What political crisis? German business morale hits record high

What political crisis? German business morale hits record high

Fabrizio Bensch

BERLIN (Reuters) - German business confidence hit a record high in November putting Europe's largest economy on track for a boom, the Ifo economic institute said on Friday, allaying some concerns about political instability over forming a new government.

Ifo said 90 percent of responses to its monthly survey of some 7,000 firms came before the collapse late on Sunday of talks on forming a three-way coalition.

But the Nov 6 to Nov 23 survey period did come as questions were being raised about what kind of government would come.

The institute's chief delivered an upbeat outlook.

"The German economy is on track for a boom," Ifo president Clemens Fuest said in a statement, forecasting economic growth of 0.7 percent in the final quarter of this year after 0.8 percent in the July-September period.

The Munich-based institute said its business climate index rose to 117.5 from an upwardly revised reading of 116.8 in October. This was higher than a Reuters consensus forecast for a value of 116.6.

A business expectations reading surged to 111.0 from 109.2. The business confidence reading caps a positive batch of German economic data this week.

On Thursday, official data showed exports and rising business investments were the main drivers of growth in the third quarter, signaling that the robust upswing will extend well into next year.

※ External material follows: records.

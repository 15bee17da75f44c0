// ICT Parser - platform/fs.rs
//
// Filesystem access: listing the chosen log folder and reading whole files.

use crate::util::constants;
use crate::util::error::DiscoveryError;
use std::io;
use std::path::{Path, PathBuf};

/// List the log files directly inside `dir`.
///
/// Non-recursive. Hidden entries (names starting with `.`) and directories
/// are skipped. The result is sorted by file name so that rows and failures
/// come out in the same order on every platform.
pub fn list_log_files(dir: &Path) -> Result<Vec<PathBuf>, DiscoveryError> {
    if !dir.exists() {
        return Err(DiscoveryError::RootNotFound {
            path: dir.to_path_buf(),
        });
    }
    if !dir.is_dir() {
        return Err(DiscoveryError::NotADirectory {
            path: dir.to_path_buf(),
        });
    }

    let walker = walkdir::WalkDir::new(dir)
        .min_depth(1)
        .max_depth(1)
        .follow_links(true)
        .sort_by_file_name();

    let mut files = Vec::new();
    for entry in walker {
        let entry = entry.map_err(|e| DiscoveryError::Traversal {
            path: dir.to_path_buf(),
            source: e,
        })?;

        let hidden = entry.file_name().to_string_lossy().starts_with('.');
        if hidden || !entry.file_type().is_file() {
            tracing::trace!(path = %entry.path().display(), hidden, "Skipping entry");
            continue;
        }
        files.push(entry.into_path());
    }

    if files.is_empty() {
        return Err(DiscoveryError::EmptyFolder {
            path: dir.to_path_buf(),
        });
    }

    tracing::info!(
        dir = %dir.display(),
        files = files.len(),
        "Log folder listed"
    );
    Ok(files)
}

/// Read the full content of a file as a string.
///
/// For files with invalid UTF-8, uses lossy conversion. Unusually large files
/// are still read whole; a warning is logged.
pub fn read_file_lossy(path: &Path) -> io::Result<String> {
    let bytes = std::fs::read(path)?;
    if bytes.len() as u64 > constants::LARGE_LOG_FILE_THRESHOLD {
        tracing::warn!(
            path = %path.display(),
            size = bytes.len(),
            "Log file is unusually large"
        );
    }
    Ok(String::from_utf8_lossy(&bytes).into_owned())
}
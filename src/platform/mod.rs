// ICT Parser - platform/mod.rs
//
// Platform abstraction layer.
// Dependencies: standard library, walkdir, directories, toml.
// Must NOT depend on: core, app, ui.

pub mod config;
pub mod fs;
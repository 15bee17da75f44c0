// ICT Parser - main.rs
//
// Application entry point. Handles:
// 1. CLI argument parsing
// 2. config.toml loading
// 3. Logging initialisation (debug mode support)
// 4. Headless export (--output / --list) or eframe GUI launch

#![cfg_attr(not(debug_assertions), windows_subsystem = "windows")]

mod gui;

// Re-export modules from the library crate so that `gui.rs` can keep using
// `crate::app::...`, `crate::ui::...` etc.
pub use ict_parser::app;
pub use ict_parser::core;
pub use ict_parser::platform;
pub use ict_parser::ui;
pub use ict_parser::util;

use crate::app::pipeline::{self, ExportRequest};
use clap::Parser;
use crate::core::selection::ColumnSelection;
use std::path::PathBuf;
use std::process::ExitCode;
use crate::util::error::{ExportError, IctError};

/// ICT Parser - in-circuit-test log extractor.
///
/// Reads every log file in a folder, collects passing measurements into one
/// CSV row per board (plus UL/LL/TOL rows), and writes failing measurements
/// to a separate failures CSV. Without --output or --list the GUI opens.
#[derive(Parser, Debug)]
#[command(name = "ict-parser", version, about)]
struct Cli {
    /// Folder containing the ICT log files.
    folder: Option<PathBuf>,

    /// Write the CSV here instead of opening the GUI.
    #[arg(short = 'o', long = "output")]
    output: Option<PathBuf>,

    /// Test column to export (exact name or glob, repeatable). Default: all.
    #[arg(short = 'c', long = "columns", value_delimiter = ',')]
    columns: Vec<String>,

    /// Print the discovered test columns and exit.
    #[arg(short = 'l', long = "list")]
    list: bool,

    /// Do not write the failures CSV.
    #[arg(long = "no-failures")]
    no_failures: bool,

    /// Also dump the whole aggregate as JSON to this file.
    #[arg(long = "json")]
    json: Option<PathBuf>,

    /// Use this config file instead of the platform default.
    #[arg(long = "config")]
    config: Option<PathBuf>,

    /// Enable debug logging (equivalent to RUST_LOG=debug).
    #[arg(short = 'd', long = "debug")]
    debug: bool,

    /// Write a timestamped debug log file into the current directory.
    #[arg(long = "debug-log")]
    debug_log: bool,
}

/// Exit status for errors caused by what the user supplied.
const EXIT_USER_INPUT: u8 = 2;

fn main() -> ExitCode {
    let cli = Cli::parse();

    // Config first so its logging section can shape the subscriber.
    let config_path = cli
        .config
        .clone()
        .unwrap_or_else(|| platform::config::PlatformPaths::resolve().config_file());
    let (config, config_warnings) = platform::config::load_config(&config_path);

    let log_file = if cli.debug_log {
        Some(util::logging::debug_log_path(
            std::path::Path::new("."),
            chrono::Local::now(),
        ))
    } else {
        config.log_file.clone()
    };
    util::logging::init(
        cli.debug || cli.debug_log,
        config.log_level.as_deref(),
        log_file.as_deref(),
    );

    tracing::info!(
        version = util::constants::APP_VERSION,
        debug = cli.debug,
        "ICT Parser starting"
    );
    for warning in &config_warnings {
        tracing::warn!("{}", warning);
    }

    if cli.list || cli.output.is_some() {
        return match run_headless(&cli, &config) {
            Ok(()) => ExitCode::SUCCESS,
            Err(e) => {
                tracing::error!(error = %e, "Headless run failed");
                eprintln!("Error: {e}");
                if e.is_user_input() {
                    ExitCode::from(EXIT_USER_INPUT)
                } else {
                    ExitCode::FAILURE
                }
            }
        };
    }

    let mut state = app::state::AppState::new(config, config_warnings, cli.debug);
    if let Some(ref folder) = cli.folder {
        state.pending_folder = Some(folder.clone());
    }

    let native_options = eframe::NativeOptions {
        viewport: egui::ViewportBuilder::default()
            .with_title(format!(
                "{} v{}",
                util::constants::APP_NAME,
                util::constants::APP_VERSION
            ))
            .with_inner_size(ui::theme::WINDOW_SIZE)
            .with_min_inner_size(ui::theme::WINDOW_MIN_SIZE),
        ..Default::default()
    };

    let result = eframe::run_native(
        util::constants::APP_NAME,
        native_options,
        Box::new(move |_cc| Ok(Box::new(gui::IctParserApp::new(state)))),
    );

    if let Err(e) = result {
        tracing::error!(error = %e, "Failed to launch GUI");
        eprintln!("Error: Failed to launch ICT Parser GUI: {e}");
        return ExitCode::FAILURE;
    }
    ExitCode::SUCCESS
}

/// Aggregate the folder and either list the tests or write the exports.
fn run_headless(cli: &Cli, config: &platform::config::AppConfig) -> Result<(), IctError> {
    let folder = cli.folder.clone().unwrap_or_else(|| PathBuf::from("."));
    let (files, result) = pipeline::aggregate_folder(&folder)?;

    if cli.list {
        for test in result.tests() {
            println!("{test}");
        }
        return Ok(());
    }

    let Some(ref output) = cli.output else {
        return Ok(());
    };

    let selection = if cli.columns.is_empty() {
        let mut all = ColumnSelection::new(result.tests().iter().cloned());
        all.select_all();
        all
    } else {
        let (selection, unmatched) =
            ColumnSelection::from_patterns(result.tests().iter().cloned(), &cli.columns);
        for pattern in &unmatched {
            tracing::warn!(pattern = %pattern, "Column pattern matched no test");
            eprintln!("Warning: '{pattern}' matched no test column");
        }
        selection
    };
    if selection.is_empty() {
        return Err(ExportError::EmptySelection.into());
    }

    let columns = selection.export_columns();
    let request = ExportRequest {
        path: output,
        columns: &columns,
        with_failures: config.export_failures && !cli.no_failures,
        failures_suffix: &config.failures_suffix,
    };
    let outcome = pipeline::export_all(&result, &request)?;

    println!(
        "Parsed {} file(s); exported {} row(s) x {} test(s) to {}",
        files.len(),
        outcome.rows,
        selection.selected_count(),
        outcome.table_path.display()
    );
    if !result.failures.is_empty() {
        match outcome.failures_path {
            Some(ref path) => println!(
                "There are {} failed tests. Failures logged to {}",
                outcome.failures,
                path.display()
            ),
            None => println!(
                "There are {} failed tests (failures export disabled).",
                result.failures.len()
            ),
        }
    }

    if let Some(ref json) = cli.json {
        pipeline::export_json(json, &result)?;
        println!("Aggregate written to {}", json.display());
    }

    Ok(())
}
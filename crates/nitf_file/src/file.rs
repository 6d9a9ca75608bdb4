//! The parsed file
//!

use nitf_field::{DateTime, FileType};
use nitf_tre::{SchemaRegistry, TreCollection, TreDiagnostic};
use std::{
    fs,
    io::{BufReader, Read, Seek},
    path::Path,
};

#[cfg(feature = "serde")]
use serde::Serialize;

use crate::{
    des::DataExtensionSegment,
    error::Result,
    graphic::GraphicSegment,
    header::FileHeader,
    image::ImageSegment,
    label::LabelSegment,
    options::ParseOptions,
    read::FileParser,
    segment::Segment,
    symbol::SymbolSegment,
    text::TextSegment,
};

/// Everything read from a NITF or NSIF file
///
/// ```no_run
/// use nitf_file::{File, ParseOptions};
/// use nitf_tre::SchemaRegistry;
///
/// # fn doit() -> nitf_file::error::Result<()> {
/// let registry = SchemaRegistry::builtin()?;
/// let file = File::open("image.ntf", &registry, ParseOptions::default())?;
///
/// println!("{} with {} images", file.file_type(), file.images.len());
/// for (owner, tres) in file.tre_collections() {
///     println!("{owner}: {:?}", tres.unique_names());
/// }
/// # Ok(())
/// # }
/// ```
#[derive(Debug, Clone, PartialEq, Eq)]
#[cfg_attr(feature = "serde", derive(Serialize))]
pub struct File {
    pub header: FileHeader,
    /// TREs from `UDHD` and `XHD`, with any overflow appended
    pub tres: TreCollection,
    pub images: Vec<ImageSegment>,
    pub graphics: Vec<GraphicSegment>,
    pub symbols: Vec<SymbolSegment>,
    pub labels: Vec<LabelSegment>,
    pub texts: Vec<TextSegment>,
    pub data_extensions: Vec<DataExtensionSegment>,
    /// Problems that did not stop the parse
    pub diagnostics: Vec<TreDiagnostic>,
}

impl File {
    pub(crate) fn new(header: FileHeader) -> Self {
        File {
            header,
            tres: TreCollection::new(),
            images: Vec::new(),
            graphics: Vec::new(),
            symbols: Vec::new(),
            labels: Vec::new(),
            texts: Vec::new(),
            data_extensions: Vec::new(),
            diagnostics: Vec::new(),
        }
    }

    /// Parse from a source that can only be read forwards
    pub fn read<R: Read>(
        reader: R,
        registry: &SchemaRegistry,
        options: ParseOptions,
    ) -> Result<File> {
        FileParser::new(reader, registry, options).parse()
    }

    /// Parse from a seekable source, which also allows streaming mode files
    pub fn read_seekable<R: Read + Seek>(
        reader: R,
        registry: &SchemaRegistry,
        options: ParseOptions,
    ) -> Result<File> {
        FileParser::seekable(reader, registry, options).parse()
    }

    /// Open and parse the file at `path`
    pub fn open(
        path: impl AsRef<Path>,
        registry: &SchemaRegistry,
        options: ParseOptions,
    ) -> Result<File> {
        let reader = BufReader::new(fs::File::open(path)?);
        File::read_seekable(reader, registry, options)
    }

    pub fn file_type(&self) -> FileType {
        self.header.file_type
    }

    pub fn complexity_level(&self) -> u32 {
        self.header.complexity_level
    }

    pub fn date(&self) -> DateTime {
        self.header.date
    }

    pub fn title(&self) -> &str {
        &self.header.title
    }

    /// Every non-empty TRE collection, labelled with its owner
    pub fn tre_collections(&self) -> Vec<(String, &TreCollection)> {
        let mut collections = Vec::new();
        if !self.tres.is_empty() {
            collections.push(("file header".to_string(), &self.tres));
        }

        collect(&mut collections, &self.images);
        collect(&mut collections, &self.graphics);
        collect(&mut collections, &self.symbols);
        collect(&mut collections, &self.labels);
        collect(&mut collections, &self.texts);
        collections
    }
}

fn collect<'a, S: Segment>(into: &mut Vec<(String, &'a TreCollection)>, segments: &'a [S]) {
    for (index, segment) in segments.iter().enumerate() {
        if !segment.tres().is_empty() {
            into.push((format!("{} {}", S::KIND, index + 1), segment.tres()));
        }
    }
}
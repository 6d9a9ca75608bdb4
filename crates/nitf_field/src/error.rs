//! Error types that can be emitted from this library

use miette::Diagnostic;
use thiserror::Error;

/// Error type for library
///
/// Every variant other than [`Error::IOError`] carries the byte offset of the reader at the
/// point the problem was detected.
#[derive(Error, Diagnostic, Debug)]
pub enum Error {
    /// Transparent warpper for [`std::io::Error`]
    #[error(transparent)]
    IOError(#[from] std::io::Error),

    /// A required literal marker did not match
    #[error("structural mismatch at offset {offset}: {message}")]
    Structural { offset: u64, message: String },

    /// Fewer bytes were available than a fixed field requires
    #[error("short read at offset {offset}: needed {needed} bytes, found {found}")]
    ShortRead { offset: u64, needed: u64, found: u64 },

    /// A field that must decode as a number or date did not
    #[error("bad format at offset {offset}: {message}")]
    BadFormat { offset: u64, message: String },

    /// A deliberately unimplemented feature was encountered
    #[error("unsupported structure at offset {offset}: {message}")]
    UnsupportedStructure { offset: u64, message: String },
}

/// Coarse classification of a parse failure
#[derive(Debug, Copy, Clone, PartialEq, Eq)]
pub enum ErrorKind {
    /// The underlying source failed
    Io,
    /// A required marker mismatched, the input is misaligned or corrupt
    Structural,
    /// The input is truncated
    ShortRead,
    /// A numeric or date field failed to decode
    BadFormat,
    /// The input uses a feature this library does not handle
    UnsupportedStructure,
    /// A record layout schema could not be loaded
    Schema,
}

impl Error {
    /// Build an [`Error::Structural`] at `offset`
    pub fn structural(offset: u64, message: impl Into<String>) -> Self {
        Error::Structural {
            offset,
            message: message.into(),
        }
    }

    /// Build an [`Error::BadFormat`] at `offset`
    pub fn bad_format(offset: u64, message: impl Into<String>) -> Self {
        Error::BadFormat {
            offset,
            message: message.into(),
        }
    }

    /// Build an [`Error::UnsupportedStructure`] at `offset`
    pub fn unsupported(offset: u64, message: impl Into<String>) -> Self {
        Error::UnsupportedStructure {
            offset,
            message: message.into(),
        }
    }

    /// The kind of failure this error represents
    pub fn kind(&self) -> ErrorKind {
        match self {
            Error::IOError(_) => ErrorKind::Io,
            Error::Structural { .. } => ErrorKind::Structural,
            Error::ShortRead { .. } => ErrorKind::ShortRead,
            Error::BadFormat { .. } => ErrorKind::BadFormat,
            Error::UnsupportedStructure { .. } => ErrorKind::UnsupportedStructure,
        }
    }

    /// Move an error raised by a reader over a sub-slice to the absolute position of that slice
    pub fn rebase(self, base: u64) -> Self {
        match self {
            Error::IOError(e) => Error::IOError(e),
            Error::Structural { offset, message } => Error::Structural {
                offset: base + offset,
                message,
            },
            Error::ShortRead {
                offset,
                needed,
                found,
            } => Error::ShortRead {
                offset: base + offset,
                needed,
                found,
            },
            Error::BadFormat { offset, message } => Error::BadFormat {
                offset: base + offset,
                message,
            },
            Error::UnsupportedStructure { offset, message } => Error::UnsupportedStructure {
                offset: base + offset,
                message,
            },
        }
    }

    /// The byte offset the error was raised at, if known
    pub fn offset(&self) -> Option<u64> {
        match self {
            Error::IOError(_) => None,
            Error::Structural { offset, .. }
            | Error::ShortRead { offset, .. }
            | Error::BadFormat { offset, .. }
            | Error::UnsupportedStructure { offset, .. } => Some(*offset),
        }
    }
}

/// Generic result type with crate's Error as its error variant
pub type Result<T> = core::result::Result<T, Error>;
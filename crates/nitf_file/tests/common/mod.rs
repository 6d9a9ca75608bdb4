//! In-memory builders for NITF test files
#![allow(dead_code)]

pub const REGISTRY: &str = r#"{ "tres": {
    "TEST_A": { "prefix": "test_", "layout": [
        { "field": { "name": "VALUE", "length": 2 } }
    ] },
    "TEST_B": { "layout": [
        { "field": { "name": "COUNT", "length": 1 } },
        { "loop": { "counter": "COUNT", "name": "ITEMS", "layout": [
            { "field": { "name": "ITEM", "length": 3 } }
        ] } }
    ] }
} }"#;

pub fn pad(value: &str, width: usize) -> String {
    format!("{value:<width$}")
}

/// One TRE record
pub fn tre(tag: &str, body: &str) -> Vec<u8> {
    format!("{tag:<6}{:05}{body}", body.len()).into_bytes()
}

/// An extension area: length, overflow index, then records
pub fn extension(tres: &[u8], overflow: u32) -> Vec<u8> {
    if tres.is_empty() {
        return b"00000".to_vec();
    }
    let mut out = format!("{:05}{overflow:03}", tres.len() + 3).into_bytes();
    out.extend_from_slice(tres);
    out
}

/// Unclassified security block, 167 bytes in both layouts
pub fn security() -> String {
    format!("U{}", " ".repeat(166))
}

#[derive(Clone, Copy, PartialEq, Eq)]
pub enum Version {
    Nitf20,
    Nitf21,
    Nsif10,
}

impl Version {
    fn marker(&self) -> &'static str {
        match self {
            Version::Nitf20 => "NITF02.00",
            Version::Nitf21 => "NITF02.10",
            Version::Nsif10 => "NSIF01.00",
        }
    }

    fn legacy(&self) -> bool {
        *self == Version::Nitf20
    }
}

type Part = (Vec<u8>, Vec<u8>);

pub struct NitfBuilder {
    version: Version,
    file_length: Option<String>,
    user_defined: Vec<u8>,
    user_defined_overflow: u32,
    extended: Vec<u8>,
    pub images: Vec<Part>,
    pub graphics: Vec<Part>,
    pub symbols: Vec<Part>,
    pub labels: Vec<Part>,
    pub texts: Vec<Part>,
    pub data_extensions: Vec<Part>,
}

impl NitfBuilder {
    pub fn new(version: Version) -> Self {
        NitfBuilder {
            version,
            file_length: None,
            user_defined: Vec::new(),
            user_defined_overflow: 0,
            extended: Vec::new(),
            images: Vec::new(),
            graphics: Vec::new(),
            symbols: Vec::new(),
            labels: Vec::new(),
            texts: Vec::new(),
            data_extensions: Vec::new(),
        }
    }

    /// Replace the computed `FL` with `value`
    pub fn file_length(mut self, value: &str) -> Self {
        self.file_length = Some(value.to_string());
        self
    }

    pub fn user_defined_tres(mut self, tres: Vec<u8>, overflow: u32) -> Self {
        self.user_defined = tres;
        self.user_defined_overflow = overflow;
        self
    }

    pub fn extended_tres(mut self, tres: Vec<u8>) -> Self {
        self.extended = tres;
        self
    }

    pub fn image(mut self, subheader: Vec<u8>, data: &[u8]) -> Self {
        self.images.push((subheader, data.to_vec()));
        self
    }

    pub fn graphic(mut self, subheader: Vec<u8>, data: &[u8]) -> Self {
        self.graphics.push((subheader, data.to_vec()));
        self
    }

    pub fn symbol(mut self, subheader: Vec<u8>, data: &[u8]) -> Self {
        self.symbols.push((subheader, data.to_vec()));
        self
    }

    pub fn label(mut self, subheader: Vec<u8>, data: &[u8]) -> Self {
        self.labels.push((subheader, data.to_vec()));
        self
    }

    pub fn text(mut self, subheader: Vec<u8>, data: &[u8]) -> Self {
        self.texts.push((subheader, data.to_vec()));
        self
    }

    pub fn data_extension(mut self, subheader: Vec<u8>, data: &[u8]) -> Self {
        self.data_extensions.push((subheader, data.to_vec()));
        self
    }

    /// Offset of the `FL` field
    pub fn file_length_offset(&self) -> u64 {
        self.fixed_fields().len() as u64
    }

    fn fixed_fields(&self) -> Vec<u8> {
        let mut out = Vec::new();
        out.extend_from_slice(self.version.marker().as_bytes());
        out.extend_from_slice(b"03BF01");
        out.extend_from_slice(pad("STATION", 10).as_bytes());
        if self.version.legacy() {
            out.extend_from_slice(b"31120000ZJAN24");
        } else {
            out.extend_from_slice(b"20240131120000");
        }
        out.extend_from_slice(pad("Test file", 80).as_bytes());
        out.extend_from_slice(security().as_bytes());
        out.extend_from_slice(b"00001000010");
        if self.version.legacy() {
            out.extend_from_slice(pad("ORIGINATOR", 27).as_bytes());
        } else {
            out.extend_from_slice(&[0x00, 0x80, 0xff]);
            out.extend_from_slice(pad("ORIGINATOR", 24).as_bytes());
        }
        out.extend_from_slice(pad("555 0100", 18).as_bytes());
        out
    }

    fn directory(&self) -> Vec<u8> {
        fn lengths(parts: &[Part], subheader: usize, data: usize) -> String {
            let mut out = format!("{:03}", parts.len());
            for (s, d) in parts {
                out += &format!("{:0subheader$}{:0data$}", s.len(), d.len());
            }
            out
        }

        let mut out = lengths(&self.images, 6, 10);
        if self.version.legacy() {
            out += &lengths(&self.symbols, 4, 6);
            out += &lengths(&self.labels, 4, 3);
        } else {
            out += &lengths(&self.graphics, 4, 6);
            out += "000";
        }
        out += &lengths(&self.texts, 4, 5);
        out += &lengths(&self.data_extensions, 4, 9);
        out += "000";
        out.into_bytes()
    }

    pub fn build(&self) -> Vec<u8> {
        let fixed = self.fixed_fields();
        let mut rest = self.directory();
        rest.extend(extension(&self.user_defined, self.user_defined_overflow));
        rest.extend(extension(&self.extended, 0));

        let header_length = fixed.len() + 12 + 6 + rest.len();
        let segments: Vec<&Part> = self
            .images
            .iter()
            .chain(&self.graphics)
            .chain(&self.symbols)
            .chain(&self.labels)
            .chain(&self.texts)
            .chain(&self.data_extensions)
            .collect();
        let file_length = header_length
            + segments
                .iter()
                .map(|(s, d)| s.len() + d.len())
                .sum::<usize>();

        let mut out = fixed;
        let file_length = self
            .file_length
            .clone()
            .unwrap_or_else(|| format!("{file_length:012}"));
        out.extend_from_slice(file_length.as_bytes());
        out.extend_from_slice(format!("{header_length:06}").as_bytes());
        out.extend(rest);
        for (subheader, data) in segments {
            out.extend_from_slice(subheader);
            out.extend_from_slice(data);
        }
        out
    }
}

/// NITF 2.1 image subheader for a 2x2 single band image
pub fn image_subheader(tres: &[u8]) -> Vec<u8> {
    let mut out = String::from("IM");
    out += &pad("IMAGE1", 10);
    out += "20240131120000";
    out += &pad("TARGET", 17);
    out += &pad("A test image", 80);
    out += &security();
    out += "0";
    out += &pad("SENSOR", 42);
    out += "0000000200000002";
    out += "INT";
    out += &pad("MONO", 8);
    out += &pad("VIS", 8);
    out += "08R";
    out += "G";
    out += &"+32.000000-117.000000".repeat(3)[..60];
    out += "1";
    out += &pad("first comment", 80);
    out += "NC";
    out += "1";
    out += "M ";
    out += &pad("", 6);
    out += "N   ";
    out += "1";
    out += "00004";
    let mut bytes = out.into_bytes();
    bytes.extend_from_slice(&[0, 85, 170, 255]);

    let mut tail = String::from("0B");
    tail += "0001000100020002";
    tail += "08";
    tail += "001000";
    tail += "-000100010";
    tail += "1.0 ";
    bytes.extend(tail.into_bytes());
    bytes.extend(extension(tres, 0));
    bytes.extend(extension(&[], 0));
    bytes
}

/// NITF 2.1 graphic subheader
pub fn graphic_subheader(tres: &[u8]) -> Vec<u8> {
    let mut out = String::from("SY");
    out += &pad("GRAPHIC1", 10);
    out += &pad("Outline", 20);
    out += &security();
    out += "0";
    out += "C";
    out += &"0".repeat(13);
    out += "002";
    out += "001";
    out += "0001000020";
    out += "0000000000";
    out += "C";
    out += "0010000100";
    out += "00";
    let mut bytes = out.into_bytes();
    bytes.extend(extension(tres, 0));
    bytes
}

/// Text subheader in the layout of `version`
pub fn text_subheader(version: Version, tres: &[u8]) -> Vec<u8> {
    let mut out = String::from("TE");
    match version {
        Version::Nitf20 => {
            out += &pad("TEXT1", 10);
            out += "31120000ZJAN24";
        }
        _ => {
            out += &pad("TEXT1", 7);
            out += "002";
            out += "20240131120000";
        }
    }
    out += &pad("Notes", 80);
    out += &security();
    out += "0";
    out += "STA";
    let mut bytes = out.into_bytes();
    bytes.extend(extension(tres, 0));
    bytes
}

/// NITF 2.0 symbol subheader with a two entry look-up table
pub fn symbol_subheader(tres: &[u8]) -> Vec<u8> {
    let mut out = String::from("SY");
    out += &pad("SYMBOL1", 10);
    out += &pad("Marker", 20);
    out += &security();
    out += "0";
    out += "B";
    out += "0002";
    out += "0002";
    out += "0000";
    out += "1";
    out += "003";
    out += "000";
    out += "0000500006";
    out += "0000000000";
    out += " ";
    out += "000000";
    out += "090";
    out += "002";
    let mut bytes = out.into_bytes();
    bytes.extend_from_slice(&[0, 0, 0, 255, 255, 255]);
    bytes.extend(extension(tres, 0));
    bytes
}

/// NITF 2.0 label subheader
pub fn label_subheader(tres: &[u8]) -> Vec<u8> {
    let mut out = String::from("LA");
    out += &pad("LABEL1", 10);
    out += &security();
    out += "0";
    out += " ";
    out += "08";
    out += "12";
    out += "004";
    out += "000";
    out += "0010000020";
    let mut bytes = out.into_bytes();
    bytes.extend_from_slice(&[255, 0, 0, 0, 0, 255]);
    bytes.extend(extension(tres, 0));
    bytes
}

/// A DES subheader; overflow segments get `DESOFLW` and `DESITEM`
pub fn des_subheader(id: &str, overflow: Option<(&str, u32)>) -> Vec<u8> {
    let mut out = String::from("DE");
    out += &pad(id, 25);
    out += "01";
    out += &security();
    if let Some((area, item)) = overflow {
        out += &pad(area, 6);
        out += &format!("{item:03}");
    }
    out += "0004";
    out += "ABCD";
    out.into_bytes()
}
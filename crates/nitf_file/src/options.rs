//! Parse configuration

use bon::Builder;

/// Which segment payloads to keep in memory
///
/// Every flag defaults to `false`, in which case the payload is skipped. Metadata is parsed
/// the same way whatever the flags say.
///
/// ```
/// use nitf_file::ParseOptions;
///
/// let options = ParseOptions::builder().extract_texts(true).build();
/// assert!(options.extract_texts);
/// assert!(!options.extract_images);
/// ```
#[derive(Debug, Clone, Copy, Default, PartialEq, Eq, Builder)]
pub struct ParseOptions {
    #[builder(default)]
    pub extract_images: bool,

    #[builder(default)]
    pub extract_graphics: bool,

    #[builder(default)]
    pub extract_symbols: bool,

    #[builder(default)]
    pub extract_labels: bool,

    #[builder(default)]
    pub extract_texts: bool,

    /// Data extension payloads; overflow segments are always parsed for their TREs instead
    #[builder(default)]
    pub extract_des: bool,
}

impl ParseOptions {
    /// Keep every payload
    pub fn extract_all() -> Self {
        ParseOptions {
            extract_images: true,
            extract_graphics: true,
            extract_symbols: true,
            extract_labels: true,
            extract_texts: true,
            extract_des: true,
        }
    }
}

Markit's flash composite Purchasing Managers' Index, released on the same day, also showed an economy firing on all cylinders as factories churned out goods at the fastest pace in nearly seven years in November.


Overshadowing the strong numbers is political uncertainty after conservative Chancellor Angela Merkel failed to form a coalition government with the pro-business Free Democrats (FDP) and the ecologist Greens.

But easing that somewhat, a senior member of the center-left Social Democrats (SPD) said early on Friday they are ready to hold talks with other parties on breaking political deadlock.

President Frank-Walter Steinmeier, who is trying to broker a deal, is keenly aware the source of Germany's international clout is its economic power and that businesses want a stable coalition soon to end the uncertainty and avoid another poll.

Steinmeier met SPD leader Martin Schulz for talks on Thursday and will meet parliamentary party leaders next week as he pushes political leaders to forge a deal and avoid new elections.

"Looking ahead, filled order books and low inventories should keep the manufacturing sector an important growth engine," said ING economist Carsten Brzeski.

"However, the fiscal stimulus which we had previously expected, will now clearly be delayed – though not aborted - due to the political impasse in Berlin," he added.

In a sign of the economy's robust health, engineering group Thyssenkrupp on Thursday reported its highest annual order intake in five years.